All measurements occurred on the same day within one hour and under identical lighting (sunshine) and atmospheric conditions (clear view), with one instrument after the other mounted on a fixed tripod before the measurements.
All target distances were well within the maximum range specified by manufacturers for all instruments.
All measurements were repeated at least once (or more, since target acquisition did not always occur reliably)
The results can be seen in the attached table.
The following comments from my side:
- Overall, longe range measurements seemed to fulfill manufacturer specs better than measurements at shorter distances.
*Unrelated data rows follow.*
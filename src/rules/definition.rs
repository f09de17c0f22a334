//! Rule definitions as stored and as written.

use chrono::{DateTime, Utc};
use serde::{Deserialize, Deserializer, Serialize};

/// A named, persisted rule definition.
///
/// `rule_text` holds a YAML rule document; see [`RuleDocument`].
#[derive(Debug, Clone, PartialEq, Eq, Serialize, Deserialize)]
pub struct RuleDefinition {
    /// Unique name; becomes the rule base name.
    pub name: String,
    /// YAML rule document.
    pub rule_text: String,
    /// Last modification time.
    pub last_updated: DateTime<Utc>,
}

impl RuleDefinition {
    /// Creates a definition stamped with the current time.
    pub fn new(name: impl Into<String>, rule_text: impl Into<String>) -> Self {
        Self {
            name: name.into(),
            rule_text: rule_text.into(),
            last_updated: Utc::now(),
        }
    }
}

/// Top-level structure of a rule document.
///
/// ```yaml
/// rules:
///   - name: meets-minimum-age
///     salience: 10
///     when:
///       - field: age
///         op: gte
///         to_field: minimum_age
///     then:
///       - set: eligible
///         value: true
/// ```
#[derive(Debug, Clone, Deserialize)]
#[serde(deny_unknown_fields)]
pub struct RuleDocument {
    /// Rules of this document.
    pub rules: Vec<RuleSpec>,
}

/// One rule as written.
#[derive(Debug, Clone, Deserialize)]
#[serde(deny_unknown_fields)]
pub struct RuleSpec {
    /// Rule name, unique within its document.
    pub name: String,
    /// Higher runs first.
    #[serde(default)]
    pub salience: i32,
    /// Conditions that must all hold.
    #[serde(default)]
    pub when: Vec<ConditionSpec>,
    /// Actions applied when the rule fires.
    pub then: Vec<ActionSpec>,
}

/// A condition as written.
#[derive(Debug, Clone, Deserialize)]
#[serde(deny_unknown_fields)]
pub struct ConditionSpec {
    /// Field tested.
    pub field: String,
    /// Operator name.
    pub op: String,
    /// Literal operand.
    #[serde(default, deserialize_with = "present")]
    pub value: Option<serde_yaml::Value>,
    /// Field operand.
    #[serde(default)]
    pub to_field: Option<String>,
}

/// An action as written.
#[derive(Debug, Clone, Deserialize)]
#[serde(deny_unknown_fields)]
pub struct ActionSpec {
    /// Field written.
    pub set: String,
    /// Literal source.
    #[serde(default, deserialize_with = "present")]
    pub value: Option<serde_yaml::Value>,
    /// Field source.
    #[serde(default)]
    pub from: Option<String>,
    /// Expression source.
    #[serde(default)]
    pub expr: Option<String>,
}

// Distinguishes `value: ~` (a null literal) from an absent key.
fn present<'de, D>(deserializer: D) -> Result<Option<serde_yaml::Value>, D::Error>
where
    D: Deserializer<'de>,
{
    serde_yaml::Value::deserialize(deserializer).map(Some)
}

#[cfg(test)]
mod tests {
    use super::*;

    #[test]
    fn test_null_literal_is_distinct_from_absent() {
        let doc: RuleDocument = serde_yaml::from_str(
            r#"
rules:
  - name: clear-date
    then:
      - set: eligibility_date
        value: ~
      - set: eligibility_reason
        from: employment_status
"#,
        )
        .unwrap();
        let actions = &doc.rules[0].then;
        assert_eq!(actions[0].value, Some(serde_yaml::Value::Null));
        assert_eq!(actions[1].value, None);
    }

    #[test]
    fn test_salience_and_when_default() {
        let doc: RuleDocument =
            serde_yaml::from_str("rules:\n  - name: always\n    then: []\n").unwrap();
        assert_eq!(doc.rules[0].salience, 0);
        assert!(doc.rules[0].when.is_empty());
    }

    #[test]
    fn test_unknown_keys_are_rejected() {
        let result: Result<RuleDocument, _> = serde_yaml::from_str(
            "rules:\n  - name: typo\n    whenn: []\n    then: []\n",
        );
        assert!(result.is_err());
    }
}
The “spread” of measured distances was relatively larger on near targets than on far away targets
- Only 2 instruments fulfilled the specs 100% of the time: the Zeiss Victory RF and Maven RF.1
- While the Nikon Monarch worked very well at shorter distances, it had more trouble acquiring long range targets
- Both Leica Rangemaster and Geovid performed only 75% within the specs (and exceeded specs on shorter, but not on the long range targets)
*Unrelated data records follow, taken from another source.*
//! Compiled rule bases and their evaluation.

use std::collections::BTreeMap;
use std::sync::Arc;

use chrono::{DateTime, Utc};

use crate::error::{EngineError, EngineResult};

use super::expr::Expr;
use super::fact::Fact;
use super::value::Value;

/// Comparison operators available to conditions.
#[derive(Debug, Clone, Copy, PartialEq, Eq)]
pub enum CompareOp {
    /// Equal.
    Eq,
    /// Not equal.
    Ne,
    /// Less than.
    Lt,
    /// Less than or equal.
    Lte,
    /// Greater than.
    Gt,
    /// Greater than or equal.
    Gte,
    /// Field is null.
    IsNull,
    /// Field is not null.
    NotNull,
}

impl CompareOp {
    /// Parses an operator name.
    pub fn parse(name: &str) -> Option<Self> {
        Some(match name {
            "eq" => CompareOp::Eq,
            "ne" => CompareOp::Ne,
            "lt" => CompareOp::Lt,
            "lte" => CompareOp::Lte,
            "gt" => CompareOp::Gt,
            "gte" => CompareOp::Gte,
            "is_null" => CompareOp::IsNull,
            "not_null" => CompareOp::NotNull,
            _ => return None,
        })
    }

    /// True for the operators that take no operand.
    pub fn is_unary(&self) -> bool {
        matches!(self, CompareOp::IsNull | CompareOp::NotNull)
    }
}

/// Right-hand side of a condition.
#[derive(Debug, Clone, PartialEq)]
pub enum Operand {
    /// No operand (`is_null`, `not_null`).
    None,
    /// A literal.
    Literal(Value),
    /// Another field of the fact.
    Field(String),
}

/// A compiled condition.
#[derive(Debug, Clone, PartialEq)]
pub struct Condition {
    /// Field tested.
    pub field: String,
    /// Operator.
    pub op: CompareOp,
    /// Operand.
    pub operand: Operand,
}

/// Where an action's value comes from.
#[derive(Debug, Clone, PartialEq)]
pub enum ActionSource {
    /// A literal.
    Literal(Value),
    /// Another field of the fact.
    Field(String),
    /// An arithmetic expression.
    Expr(Expr),
}

/// A compiled action.
#[derive(Debug, Clone, PartialEq)]
pub struct Action {
    /// Field written.
    pub target: String,
    /// Value source.
    pub source: ActionSource,
}

/// A compiled rule.
#[derive(Debug, Clone, PartialEq)]
pub struct Rule {
    /// Rule name.
    pub name: String,
    /// Priority; higher runs first.
    pub salience: i32,
    /// Conditions that must all hold.
    pub conditions: Vec<Condition>,
    /// Actions applied in order when the rule fires.
    pub actions: Vec<Action>,
}

/// Outcome of one evaluation pass.
#[derive(Debug, Clone, Default, PartialEq, Eq)]
pub struct Evaluation {
    /// Names of the rules that fired, in firing order.
    pub fired: Vec<String>,
}

impl Condition {
    fn holds<F: Fact>(&self, fact: &F) -> Result<bool, String> {
        let left = fact.get(&self.field)?;
        let right = match &self.operand {
            Operand::None => Value::Null,
            Operand::Literal(value) => value.clone(),
            Operand::Field(name) => fact.get(name)?,
        };
        Ok(match self.op {
            CompareOp::IsNull => left.is_null(),
            CompareOp::NotNull => !left.is_null(),
            CompareOp::Eq => left.equals(&right)?,
            CompareOp::Ne => !left.equals(&right)?,
            // Ordering against a missing value never holds.
            _ if left.is_null() || right.is_null() => false,
            CompareOp::Lt => left.compare(&right)?.is_lt(),
            CompareOp::Lte => left.compare(&right)?.is_le(),
            CompareOp::Gt => left.compare(&right)?.is_gt(),
            CompareOp::Gte => left.compare(&right)?.is_ge(),
        })
    }
}

impl Action {
    fn apply<F: Fact>(&self, fact: &mut F) -> Result<(), String> {
        let value = match &self.source {
            ActionSource::Literal(value) => value.clone(),
            ActionSource::Field(name) => fact.get(name)?,
            ActionSource::Expr(expr) => {
                let lookup = |field: &str| fact.get(field);
                Value::Decimal(expr.evaluate(&lookup)?)
            }
        };
        fact.set(&self.target, value)
    }
}

/// The executable form of one rule definition.
///
/// Rules are held in firing order: salience descending, declaration order
/// among equal salience.
#[derive(Debug, Clone, PartialEq)]
pub struct RuleBase {
    /// Rule base name (the definition name).
    pub name: String,
    /// Rules in firing order.
    pub rules: Vec<Rule>,
    /// Modification time of the source definition.
    pub last_updated: DateTime<Utc>,
}

impl RuleBase {
    /// Evaluates every rule once, in order, against `fact`.
    ///
    /// Rules see the writes of earlier rules. The pass runs on a copy of
    /// the fact; `fact` is only updated if every rule succeeded, so on
    /// error it is left untouched.
    ///
    /// # Errors
    ///
    /// Returns [`EngineError::InvalidFact`] naming the failing rule when a
    /// condition or action hits an unknown field, a type mismatch, a write
    /// to an input field, or an arithmetic failure.
    pub fn evaluate<F: Fact>(&self, fact: &mut F) -> EngineResult<Evaluation> {
        let mut working = fact.clone();
        let mut evaluation = Evaluation::default();

        for rule in &self.rules {
            let fire = rule
                .conditions
                .iter()
                .try_fold(true, |all, condition| {
                    Ok::<bool, String>(all && condition.holds(&working)?)
                })
                .map_err(|message| invalid_fact(&self.name, &rule.name, message))?;
            if !fire {
                continue;
            }
            for action in &rule.actions {
                action
                    .apply(&mut working)
                    .map_err(|message| invalid_fact(&self.name, &rule.name, message))?;
            }
            evaluation.fired.push(rule.name.clone());
        }

        *fact = working;
        Ok(evaluation)
    }
}

fn invalid_fact(base: &str, rule: &str, message: String) -> EngineError {
    EngineError::InvalidFact {
        rule: format!("{base}/{rule}"),
        message,
    }
}

/// Every rule base compiled by one reload, keyed by name.
#[derive(Debug, Clone)]
pub struct RuleSet {
    bases: BTreeMap<String, Arc<RuleBase>>,
    compiled_at: DateTime<Utc>,
    generation: u64,
}

impl RuleSet {
    pub(crate) fn new(bases: BTreeMap<String, Arc<RuleBase>>) -> Self {
        Self {
            bases,
            compiled_at: Utc::now(),
            generation: 0,
        }
    }

    pub(crate) fn with_generation(mut self, generation: u64) -> Self {
        self.generation = generation;
        self
    }

    /// The reload that activated this set; 0 if it was never activated.
    pub fn generation(&self) -> u64 {
        self.generation
    }

    /// Looks up a rule base.
    ///
    /// # Errors
    ///
    /// Returns [`EngineError::RuleBaseNotFound`] if no base has that name.
    pub fn base(&self, name: &str) -> EngineResult<Arc<RuleBase>> {
        self.bases
            .get(name)
            .cloned()
            .ok_or_else(|| EngineError::RuleBaseNotFound {
                name: name.to_string(),
            })
    }

    /// Rule base names in sorted order.
    pub fn names(&self) -> Vec<String> {
        self.bases.keys().cloned().collect()
    }

    /// Number of rule bases.
    pub fn len(&self) -> usize {
        self.bases.len()
    }

    /// True if the set holds no bases.
    pub fn is_empty(&self) -> bool {
        self.bases.is_empty()
    }

    /// Total rules across all bases.
    pub fn rule_count(&self) -> usize {
        self.bases.values().map(|base| base.rules.len()).sum()
    }

    /// When the set was compiled.
    pub fn compiled_at(&self) -> DateTime<Utc> {
        self.compiled_at
    }
}

#[cfg(test)]
mod tests {
    use super::*;
    use crate::rules::compile::compile;
    use crate::rules::definition::RuleDefinition;
    use crate::rules::fact::EligibilityFact;
    use chrono::NaiveDate;

    fn base(text: &str) -> Arc<RuleBase> {
        compile(&[RuleDefinition::new("eligibility", text)])
            .unwrap()
            .base("eligibility")
            .unwrap()
    }

    fn create_test_fact() -> EligibilityFact {
        EligibilityFact {
            employee_id: "ind_001".to_string(),
            tenant_id: "acme".to_string(),
            date_of_birth: NaiveDate::from_ymd_opt(2000, 5, 1),
            hire_date: NaiveDate::from_ymd_opt(2025, 11, 1),
            rehire_date: None,
            employment_status: Some("active".to_string()),
            employment_type: Some("employee".to_string()),
            current_date: NaiveDate::from_ymd_opt(2026, 1, 31).unwrap(),
            age: 25,
            months_of_service: 2,
            minimum_age: 21,
            minimum_service_months: 3,
            eligible: false,
            eligibility_date: None,
            eligibility_reason: String::new(),
        }
    }

    const ELIGIBILITY: &str = r#"
rules:
  - name: meets-all
    salience: 10
    when:
      - field: age
        op: gte
        to_field: minimum_age
      - field: months_of_service
        op: gte
        to_field: minimum_service_months
      - field: employment_status
        op: eq
        value: active
    then:
      - set: eligible
        value: true
      - set: eligibility_date
        from: current_date
      - set: eligibility_reason
        value: Meets all requirements
  - name: short-service
    when:
      - field: eligible
        op: eq
        value: false
      - field: months_of_service
        op: lt
        to_field: minimum_service_months
    then:
      - set: eligibility_reason
        value: Insufficient service
"#;

    #[test]
    fn test_later_rules_see_earlier_writes() {
        let base = base(ELIGIBILITY);

        let mut fact = create_test_fact();
        let evaluation = base.evaluate(&mut fact).unwrap();
        assert_eq!(evaluation.fired, vec!["short-service"]);
        assert!(!fact.eligible);
        assert_eq!(fact.eligibility_reason, "Insufficient service");

        let mut fact = create_test_fact();
        fact.months_of_service = 3;
        let evaluation = base.evaluate(&mut fact).unwrap();
        assert_eq!(evaluation.fired, vec!["meets-all"]);
        assert!(fact.eligible);
        assert_eq!(fact.eligibility_date, Some(fact.current_date));
    }

    #[test]
    fn test_rule_not_firing_is_not_an_error() {
        let base = base(concat!(
            "rules:\n",
            "  - name: never\n",
            "    when:\n",
            "      - field: age\n",
            "        op: gt\n",
            "        value: 200\n",
            "    then:\n",
            "      - set: eligible\n",
            "        value: true\n",
        ));
        let mut fact = create_test_fact();
        let before = fact.clone();
        let evaluation = base.evaluate(&mut fact).unwrap();
        assert!(evaluation.fired.is_empty());
        assert_eq!(fact, before);
    }

    #[test]
    fn test_failed_pass_leaves_fact_untouched() {
        let base = base(
            r#"
rules:
  - name: first
    salience: 2
    then:
      - set: eligible
        value: true
  - name: second
    salience: 1
    then:
      - set: age
        value: 99
"#,
        );
        let mut fact = create_test_fact();
        let before = fact.clone();
        match base.evaluate(&mut fact) {
            Err(EngineError::InvalidFact { rule, message }) => {
                assert_eq!(rule, "eligibility/second");
                assert!(message.contains("input field"));
            }
            other => panic!("Expected InvalidFact, got {other:?}"),
        }
        assert_eq!(fact, before);
    }

    #[test]
    fn test_unknown_field_in_condition_is_invalid_fact() {
        let base = base(concat!(
            "rules:\n",
            "  - name: r\n",
            "    when:\n",
            "      - field: salary\n",
            "        op: gt\n",
            "        value: 1\n",
            "    then:\n",
            "      - set: eligible\n",
            "        value: true\n",
        ));
        let mut fact = create_test_fact();
        assert!(matches!(
            base.evaluate(&mut fact),
            Err(EngineError::InvalidFact { .. })
        ));
    }

    #[test]
    fn test_ordering_against_null_does_not_hold() {
        let base = base(concat!(
            "rules:\n",
            "  - name: r\n",
            "    when:\n",
            "      - field: rehire_date\n",
            "        op: lt\n",
            "        value: '2030-01-01'\n",
            "    then:\n",
            "      - set: eligible\n",
            "        value: true\n",
        ));
        let mut fact = create_test_fact();
        base.evaluate(&mut fact).unwrap();
        assert!(!fact.eligible);
    }

    #[test]
    fn test_date_literal_comparison() {
        let base = base(concat!(
            "rules:\n",
            "  - name: r\n",
            "    when:\n",
            "      - field: hire_date\n",
            "        op: gte\n",
            "        value: '2025-01-01'\n",
            "    then:\n",
            "      - set: eligibility_reason\n",
            "        value: Recent hire\n",
        ));
        let mut fact = create_test_fact();
        base.evaluate(&mut fact).unwrap();
        assert_eq!(fact.eligibility_reason, "Recent hire");
    }

    #[test]
    fn test_type_mismatch_in_comparison_is_invalid_fact() {
        let base = base(concat!(
            "rules:\n",
            "  - name: r\n",
            "    when:\n",
            "      - field: age\n",
            "        op: gt\n",
            "        value: old\n",
            "    then:\n",
            "      - set: eligible\n",
            "        value: true\n",
        ));
        let mut fact = create_test_fact();
        match base.evaluate(&mut fact) {
            Err(EngineError::InvalidFact { message, .. }) => {
                assert_eq!(message, "cannot compare decimal with text");
            }
            other => panic!("Expected InvalidFact, got {other:?}"),
        }
    }

    #[test]
    fn test_rule_set_lookup() {
        let set = compile(&[RuleDefinition::new("eligibility", ELIGIBILITY)]).unwrap();
        assert_eq!(set.names(), vec!["eligibility"]);
        assert!(matches!(
            set.base("deduction"),
            Err(EngineError::RuleBaseNotFound { .. })
        ));
    }
}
- According to its specs, the Swarovski EL-Range does not acquire any target under 30m, but it had also a bit of trouble acquiring the one at 36m. Moreover, it exceeded specs on 1 target
- Don’t expect that your rangefinder will immediately and reliably give you results all the time. Many of the tested instruments failed to acquire targets once or even several times, so I sometimes had to repeat measurements, sometimes more than once
- But overall, the rangefinders delivered performance within or almost within manufacturer’s specs.
Based on the above „Saturday afternoon passe-time“ exercise, the instruments with the best rangefinder results were the Zeiss RF and the Maven RF.1 (the latter is new on the market, costs $ 400 and impressed also with its excellent optics, good build quality and intuitive handling).